Son fils ? Il me vint alors à l'esprit que ces personnes étaient les parents des deux hommes contre lesquels on m'avait demandé de rester sur mes gardes, ce qui était effrayant étant donné leur apparence jeune. Ils semblaient tous avoir le même âge. Était-ce la conséquence de l'éternité ? Paraître si jeune ? Si c'était le cas, l'avais-je hérité aussi ?
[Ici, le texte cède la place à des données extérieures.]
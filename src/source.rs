//! Producers of the record stream that feeds the bounded queue.
//!
//! A source enqueues records until its input is exhausted, then returns.
//! Termination is not signalled in-band; the dispatcher infers end-of-input
//! from queue idleness (see [`crate::orchestrator`]). Built-in sources
//! additionally notify a `done` signal after their last `put`, which the
//! orchestrator may use to shorten the idle-timeout window on clean
//! shutdown.

use std::path::PathBuf;
use std::sync::Arc;

use async_trait::async_trait;
use tokio::sync::{mpsc, Notify};

/// Produces a finite sequence of record strings, enqueuing each via `put`
/// (the queue's producer handle) and notifying `done` once exhausted.
#[async_trait]
pub trait RecordSource: Send {
    async fn run(self: Box<Self>, producer: mpsc::Sender<String>, done: Arc<Notify>);
}

/// One JSON value per line.
pub struct JsonlSource {
    path: PathBuf,
}

impl JsonlSource {
    pub fn new(path: impl Into<PathBuf>) -> Self {
        Self { path: path.into() }
    }
}

#[async_trait]
impl RecordSource for JsonlSource {
    async fn run(self: Box<Self>, producer: mpsc::Sender<String>, done: Arc<Notify>) {
        let contents = match tokio::fs::read_to_string(&self.path).await {
            Ok(contents) => contents,
            Err(err) => {
                tracing::error!(path = %self.path.display(), error = %err, "record source input unreadable");
                done.notify_waiters();
                return;
            }
        };

        for line in contents.lines() {
            let line = line.trim();
            if line.is_empty() {
                continue;
            }
            if producer.send(line.to_string()).await.is_err() {
                break;
            }
        }
        done.notify_waiters();
    }
}

/// A single top-level JSON array; each element is re-serialized to a
/// compact string and enqueued as one record.
pub struct JsonArraySource {
    path: PathBuf,
}

impl JsonArraySource {
    pub fn new(path: impl Into<PathBuf>) -> Self {
        Self { path: path.into() }
    }
}

#[async_trait]
impl RecordSource for JsonArraySource {
    async fn run(self: Box<Self>, producer: mpsc::Sender<String>, done: Arc<Notify>) {
        let contents = match tokio::fs::read_to_string(&self.path).await {
            Ok(contents) => contents,
            Err(err) => {
                tracing::error!(path = %self.path.display(), error = %err, "record source input unreadable");
                done.notify_waiters();
                return;
            }
        };

        let values: Vec<serde_json::Value> = match serde_json::from_str(&contents) {
            Ok(serde_json::Value::Array(values)) => values,
            Ok(_) => {
                tracing::error!(path = %self.path.display(), "expected a top-level JSON array");
                Vec::new()
            }
            Err(err) => {
                tracing::error!(path = %self.path.display(), error = %err, "record source input is not valid JSON");
                Vec::new()
            }
        };

        for value in values {
            let record = value.to_string();
            if producer.send(record).await.is_err() {
                break;
            }
        }
        done.notify_waiters();
    }
}

/// Delimited columnar input; the header row names the fields and each data
/// row is re-encoded as a JSON object.
pub struct CsvSource {
    path: PathBuf,
}

impl CsvSource {
    pub fn new(path: impl Into<PathBuf>) -> Self {
        Self { path: path.into() }
    }
}

#[async_trait]
impl RecordSource for CsvSource {
    async fn run(self: Box<Self>, producer: mpsc::Sender<String>, done: Arc<Notify>) {
        let contents = match tokio::fs::read_to_string(&self.path).await {
            Ok(contents) => contents,
            Err(err) => {
                tracing::error!(path = %self.path.display(), error = %err, "record source input unreadable");
                done.notify_waiters();
                return;
            }
        };

        let mut reader = csv::Reader::from_reader(contents.as_bytes());
        let headers = match reader.headers() {
            Ok(headers) => headers.clone(),
            Err(err) => {
                tracing::error!(path = %self.path.display(), error = %err, "csv source has no readable header row");
                done.notify_waiters();
                return;
            }
        };

        for result in reader.records() {
            let row = match result {
                Ok(row) => row,
                Err(err) => {
                    tracing::warn!(error = %err, "skipping unparseable csv row");
                    continue;
                }
            };
            let object: serde_json::Map<String, serde_json::Value> = headers
                .iter()
                .zip(row.iter())
                .map(|(key, value)| (key.to_string(), serde_json::Value::String(value.to_string())))
                .collect();
            let record = serde_json::Value::Object(object).to_string();
            if producer.send(record).await.is_err() {
                break;
            }
        }
        done.notify_waiters();
    }
}

/// A named column span within a fixed-width row, `start` inclusive and
/// `end` exclusive, in bytes.
#[derive(Debug, Clone)]
pub struct FixedWidthColumn {
    pub name: String,
    pub start: usize,
    pub end: usize,
}

/// Fixed-width columnar input; column spans are supplied by configuration,
/// each row re-encoded as a JSON object keyed by column name.
pub struct FixedWidthSource {
    path: PathBuf,
    columns: Vec<FixedWidthColumn>,
}

impl FixedWidthSource {
    pub fn new(path: impl Into<PathBuf>, columns: Vec<FixedWidthColumn>) -> Self {
        Self { path: path.into(), columns }
    }
}

#[async_trait]
impl RecordSource for FixedWidthSource {
    async fn run(self: Box<Self>, producer: mpsc::Sender<String>, done: Arc<Notify>) {
        let contents = match tokio::fs::read_to_string(&self.path).await {
            Ok(contents) => contents,
            Err(err) => {
                tracing::error!(path = %self.path.display(), error = %err, "record source input unreadable");
                done.notify_waiters();
                return;
            }
        };

        for line in contents.lines() {
            if line.is_empty() {
                continue;
            }
            let mut object = serde_json::Map::new();
            for column in &self.columns {
                let end = column.end.min(line.len());
                let start = column.start.min(end);
                let value = line.get(start..end).unwrap_or("").trim().to_string();
                object.insert(column.name.clone(), serde_json::Value::String(value));
            }
            let record = serde_json::Value::Object(object).to_string();
            if producer.send(record).await.is_err() {
                break;
            }
        }
        done.notify_waiters();
    }
}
La femme, maintenant connue sous le nom de Katherine, resta silencieuse, tandis que la rousse prit sa place. "Tu ne peux pas vraiment t'attendre à ce que les vampires fassent d'un... hybride leur reine. C'est dégoûtant ! Nous n'acceptons que les sang-purs."

"Non, Delilah. Vous n'acceptez que les petites limaces étroites d'esprit et avides. C'est ce qui vous a gardé dans votre petit cocon confortable." L'homme à côté d'elle, que je devais maintenant supposer être Liam Howard, rit de cela, ainsi que de l'expression faciale de sa mère.

"Surveille ta langue et connais ta place, Sébastien." dit l'homme que je supposais être le père de Liam d'un ton bas et avertissant.

Sébastien me guida jusqu'à la table, tira une chaise pour moi et une pour lui-même et dit, "Je connais ma place. Elle est juste à côté de cette jeune femme."